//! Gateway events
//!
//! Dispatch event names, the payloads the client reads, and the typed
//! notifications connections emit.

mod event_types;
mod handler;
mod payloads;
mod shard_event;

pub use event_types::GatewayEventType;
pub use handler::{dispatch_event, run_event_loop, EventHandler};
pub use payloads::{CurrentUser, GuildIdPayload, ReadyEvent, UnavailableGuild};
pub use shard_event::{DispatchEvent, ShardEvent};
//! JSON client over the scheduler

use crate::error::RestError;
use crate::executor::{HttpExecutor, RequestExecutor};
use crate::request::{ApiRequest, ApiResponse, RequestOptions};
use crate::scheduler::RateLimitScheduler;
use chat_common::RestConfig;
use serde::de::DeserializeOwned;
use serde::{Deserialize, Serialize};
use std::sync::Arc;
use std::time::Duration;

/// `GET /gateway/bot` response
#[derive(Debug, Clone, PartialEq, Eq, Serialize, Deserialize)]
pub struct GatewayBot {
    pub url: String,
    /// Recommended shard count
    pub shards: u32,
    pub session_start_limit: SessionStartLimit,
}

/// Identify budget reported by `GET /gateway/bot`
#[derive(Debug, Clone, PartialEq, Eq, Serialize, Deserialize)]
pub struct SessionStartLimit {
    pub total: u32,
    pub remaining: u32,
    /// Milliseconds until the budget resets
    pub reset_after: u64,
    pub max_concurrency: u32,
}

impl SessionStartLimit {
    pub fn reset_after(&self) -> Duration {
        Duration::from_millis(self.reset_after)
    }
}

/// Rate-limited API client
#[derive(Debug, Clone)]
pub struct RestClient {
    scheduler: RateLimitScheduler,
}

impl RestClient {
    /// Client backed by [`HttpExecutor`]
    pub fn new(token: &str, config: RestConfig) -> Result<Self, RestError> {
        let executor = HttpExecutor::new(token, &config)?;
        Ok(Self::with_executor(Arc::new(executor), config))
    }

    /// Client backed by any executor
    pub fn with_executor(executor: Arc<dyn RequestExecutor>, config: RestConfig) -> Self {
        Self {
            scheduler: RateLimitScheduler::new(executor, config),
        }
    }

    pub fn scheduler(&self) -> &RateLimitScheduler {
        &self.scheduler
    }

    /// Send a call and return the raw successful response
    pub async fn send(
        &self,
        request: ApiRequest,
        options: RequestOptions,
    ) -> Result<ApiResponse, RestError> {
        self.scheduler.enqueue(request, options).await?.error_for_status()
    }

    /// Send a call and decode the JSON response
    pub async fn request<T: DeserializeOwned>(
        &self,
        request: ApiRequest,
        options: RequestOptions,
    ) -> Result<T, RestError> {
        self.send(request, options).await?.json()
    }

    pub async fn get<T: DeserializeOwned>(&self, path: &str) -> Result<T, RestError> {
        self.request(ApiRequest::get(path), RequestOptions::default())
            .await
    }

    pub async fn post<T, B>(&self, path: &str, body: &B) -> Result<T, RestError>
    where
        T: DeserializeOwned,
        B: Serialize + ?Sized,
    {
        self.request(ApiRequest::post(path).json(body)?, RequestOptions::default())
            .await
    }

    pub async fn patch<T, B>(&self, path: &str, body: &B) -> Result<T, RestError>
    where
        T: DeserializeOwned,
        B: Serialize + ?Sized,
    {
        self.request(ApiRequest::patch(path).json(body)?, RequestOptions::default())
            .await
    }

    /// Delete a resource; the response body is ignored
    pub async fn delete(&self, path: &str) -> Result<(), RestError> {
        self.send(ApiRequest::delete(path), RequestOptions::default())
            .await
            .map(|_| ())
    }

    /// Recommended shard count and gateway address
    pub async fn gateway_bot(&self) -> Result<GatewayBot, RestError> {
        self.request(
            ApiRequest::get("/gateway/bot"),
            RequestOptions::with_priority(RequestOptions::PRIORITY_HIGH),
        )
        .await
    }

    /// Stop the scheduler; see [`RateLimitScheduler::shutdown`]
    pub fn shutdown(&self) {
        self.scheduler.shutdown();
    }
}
==
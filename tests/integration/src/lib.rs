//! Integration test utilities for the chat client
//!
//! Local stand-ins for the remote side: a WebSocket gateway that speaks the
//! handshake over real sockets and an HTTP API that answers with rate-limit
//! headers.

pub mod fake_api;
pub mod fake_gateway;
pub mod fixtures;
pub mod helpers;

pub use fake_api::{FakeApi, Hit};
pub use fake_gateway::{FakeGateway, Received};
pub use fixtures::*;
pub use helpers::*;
* * *
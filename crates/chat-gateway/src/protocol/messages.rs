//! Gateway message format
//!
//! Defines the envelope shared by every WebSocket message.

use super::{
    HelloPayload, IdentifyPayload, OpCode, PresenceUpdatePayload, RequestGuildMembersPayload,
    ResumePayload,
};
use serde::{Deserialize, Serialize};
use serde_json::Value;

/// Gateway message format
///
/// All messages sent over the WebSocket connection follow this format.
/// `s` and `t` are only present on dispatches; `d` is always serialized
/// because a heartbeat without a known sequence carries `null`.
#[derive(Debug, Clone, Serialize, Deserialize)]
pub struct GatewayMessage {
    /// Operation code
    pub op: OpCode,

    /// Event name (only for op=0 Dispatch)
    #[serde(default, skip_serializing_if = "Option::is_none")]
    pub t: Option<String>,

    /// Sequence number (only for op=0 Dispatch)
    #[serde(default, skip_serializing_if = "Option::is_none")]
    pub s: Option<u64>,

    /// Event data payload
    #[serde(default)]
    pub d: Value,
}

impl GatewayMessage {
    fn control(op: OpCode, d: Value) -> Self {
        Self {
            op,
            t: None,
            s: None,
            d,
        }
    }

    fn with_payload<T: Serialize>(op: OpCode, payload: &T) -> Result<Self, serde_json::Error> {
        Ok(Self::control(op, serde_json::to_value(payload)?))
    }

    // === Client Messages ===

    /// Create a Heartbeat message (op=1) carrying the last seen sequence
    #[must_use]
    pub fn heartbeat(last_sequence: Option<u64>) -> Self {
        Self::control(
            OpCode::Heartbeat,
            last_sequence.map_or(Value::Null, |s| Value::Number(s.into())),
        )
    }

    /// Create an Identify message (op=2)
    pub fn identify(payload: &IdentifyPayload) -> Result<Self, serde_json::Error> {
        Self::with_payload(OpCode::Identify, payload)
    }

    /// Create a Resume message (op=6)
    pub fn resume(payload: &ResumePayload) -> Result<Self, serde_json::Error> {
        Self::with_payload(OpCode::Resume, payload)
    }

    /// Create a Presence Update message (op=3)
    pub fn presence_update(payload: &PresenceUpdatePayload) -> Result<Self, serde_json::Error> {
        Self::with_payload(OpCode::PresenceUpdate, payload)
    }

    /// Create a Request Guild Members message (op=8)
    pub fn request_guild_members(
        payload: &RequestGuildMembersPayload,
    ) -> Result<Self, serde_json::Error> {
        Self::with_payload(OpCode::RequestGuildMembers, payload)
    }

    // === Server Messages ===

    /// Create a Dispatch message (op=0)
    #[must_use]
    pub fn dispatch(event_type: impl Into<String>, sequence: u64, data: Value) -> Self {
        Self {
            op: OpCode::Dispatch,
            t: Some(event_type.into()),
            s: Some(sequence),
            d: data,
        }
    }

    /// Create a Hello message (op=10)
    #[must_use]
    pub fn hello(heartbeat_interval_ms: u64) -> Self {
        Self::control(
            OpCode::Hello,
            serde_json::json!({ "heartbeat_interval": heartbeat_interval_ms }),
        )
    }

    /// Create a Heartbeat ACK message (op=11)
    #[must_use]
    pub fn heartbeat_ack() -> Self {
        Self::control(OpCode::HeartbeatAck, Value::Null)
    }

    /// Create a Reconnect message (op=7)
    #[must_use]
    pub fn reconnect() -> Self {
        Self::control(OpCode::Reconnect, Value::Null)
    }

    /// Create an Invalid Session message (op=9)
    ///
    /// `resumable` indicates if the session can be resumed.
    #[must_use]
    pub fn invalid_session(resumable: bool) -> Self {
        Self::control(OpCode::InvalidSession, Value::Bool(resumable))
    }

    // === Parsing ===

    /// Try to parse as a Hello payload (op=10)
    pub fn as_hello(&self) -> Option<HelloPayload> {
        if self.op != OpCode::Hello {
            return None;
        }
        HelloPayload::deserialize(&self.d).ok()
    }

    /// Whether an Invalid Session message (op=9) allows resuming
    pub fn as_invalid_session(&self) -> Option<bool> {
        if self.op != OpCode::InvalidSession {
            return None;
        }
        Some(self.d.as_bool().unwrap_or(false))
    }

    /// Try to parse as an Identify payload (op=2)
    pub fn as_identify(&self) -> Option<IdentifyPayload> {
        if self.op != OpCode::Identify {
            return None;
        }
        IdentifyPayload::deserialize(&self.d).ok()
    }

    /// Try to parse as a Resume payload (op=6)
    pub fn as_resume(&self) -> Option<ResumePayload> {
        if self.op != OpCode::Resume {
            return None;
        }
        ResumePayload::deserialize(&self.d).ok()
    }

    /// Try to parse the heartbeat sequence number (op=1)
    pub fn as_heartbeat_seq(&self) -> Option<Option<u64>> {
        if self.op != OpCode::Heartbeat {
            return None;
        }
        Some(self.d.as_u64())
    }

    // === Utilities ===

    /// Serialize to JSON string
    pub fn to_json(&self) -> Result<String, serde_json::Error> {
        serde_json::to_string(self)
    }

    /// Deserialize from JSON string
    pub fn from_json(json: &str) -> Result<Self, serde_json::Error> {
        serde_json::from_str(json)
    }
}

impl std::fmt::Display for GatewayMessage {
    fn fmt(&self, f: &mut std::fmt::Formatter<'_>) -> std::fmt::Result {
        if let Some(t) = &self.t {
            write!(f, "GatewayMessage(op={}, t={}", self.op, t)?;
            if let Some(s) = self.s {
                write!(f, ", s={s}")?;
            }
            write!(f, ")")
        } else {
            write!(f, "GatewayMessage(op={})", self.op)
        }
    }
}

▸ **Task objective**: In the entries above, find the line holding "pub fn identify(payload: &IdentifyPayload)" and the line holding "pub fn resume(payload: &ResumePayload)"; print both of them and every line between, exactly, and nothing else.

▸ **Result of the task**:
    pub fn identify(payload: &IdentifyPayload) -> Result<Self, serde_json::Error> {
        Self::with_payload(OpCode::Identify, payload)
    }

    /// Create a Resume message (op=6)
    pub fn resume(payload: &ResumePayload) -> Result<Self, serde_json::Error> {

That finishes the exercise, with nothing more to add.